» **Exercise requirements**:
Check every line of the material for the word "Info". Copy those that have it.

» **Material supplied**:
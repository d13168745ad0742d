use std::path::PathBuf;

use log::debug;

use super::{parse_dataset, DatasetError, DatasetStore};
use crate::models::Dataset;

/// Dataset read from a JSON file on disk
#[derive(Debug, Clone)]
pub struct FileDatasetStore {
    path: PathBuf,
}

impl FileDatasetStore {
    pub fn new(path: impl Into<PathBuf>) -> Self {
        Self { path: path.into() }
    }
}

impl DatasetStore for FileDatasetStore {
    async fn fetch_dataset(&self) -> Result<Dataset, DatasetError> {
        debug!("Reading dataset from {}", self.path.display());
        let content = match tokio::fs::read_to_string(&self.path).await {
            Ok(content) => content,
            Err(e) if e.kind() == std::io::ErrorKind::NotFound => {
                return Err(DatasetError::NotFound(self.path.display().to_string()));
            }
            Err(e) => return Err(e.into()),
        };
        parse_dataset(&content)
    }
}
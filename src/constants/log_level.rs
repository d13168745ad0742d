use std::str::FromStr;

use serde::{Serialize, Serializer};

/// Log levels accepted by the client, the panel's `none` maps to `silent`
#[derive(Debug, Clone, Copy, PartialEq, Eq, Default)]
pub enum ClashLogLevel {
    Silent,
    Error,
    #[default]
    Warning,
    Info,
    Debug,
}

impl FromStr for ClashLogLevel {
    type Err = String;

    fn from_str(level: &str) -> Result<Self, Self::Err> {
        match level.trim().to_lowercase().as_str() {
            "none" | "silent" => Ok(ClashLogLevel::Silent),
            "error" => Ok(ClashLogLevel::Error),
            "warning" | "warn" => Ok(ClashLogLevel::Warning),
            "info" => Ok(ClashLogLevel::Info),
            "debug" => Ok(ClashLogLevel::Debug),
            _ => Err(format!("unknown log level '{}'", level)),
        }
    }
}

impl ClashLogLevel {
    pub fn as_str(&self) -> &'static str {
        match self {
            ClashLogLevel::Silent => "silent",
            ClashLogLevel::Error => "error",
            ClashLogLevel::Warning => "warning",
            ClashLogLevel::Info => "info",
            ClashLogLevel::Debug => "debug",
        }
    }
}

impl Serialize for ClashLogLevel {
    fn serialize<S: Serializer>(&self, serializer: S) -> Result<S::Ok, S::Error> {
        serializer.serialize_str(self.as_str())
    }
}

#[cfg(test)]
mod tests {
    use super::*;

    #[test]
    fn test_parse_levels() {
        assert_eq!("none".parse::<ClashLogLevel>(), Ok(ClashLogLevel::Silent));
        assert_eq!(" WARN ".parse::<ClashLogLevel>(), Ok(ClashLogLevel::Warning));
        assert_eq!("debug".parse::<ClashLogLevel>(), Ok(ClashLogLevel::Debug));
        assert!("verbose".parse::<ClashLogLevel>().is_err());
    }
}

» **Finished task**:
    Info,
            "info" => Ok(ClashLogLevel::Info),
            ClashLogLevel::Info => "info",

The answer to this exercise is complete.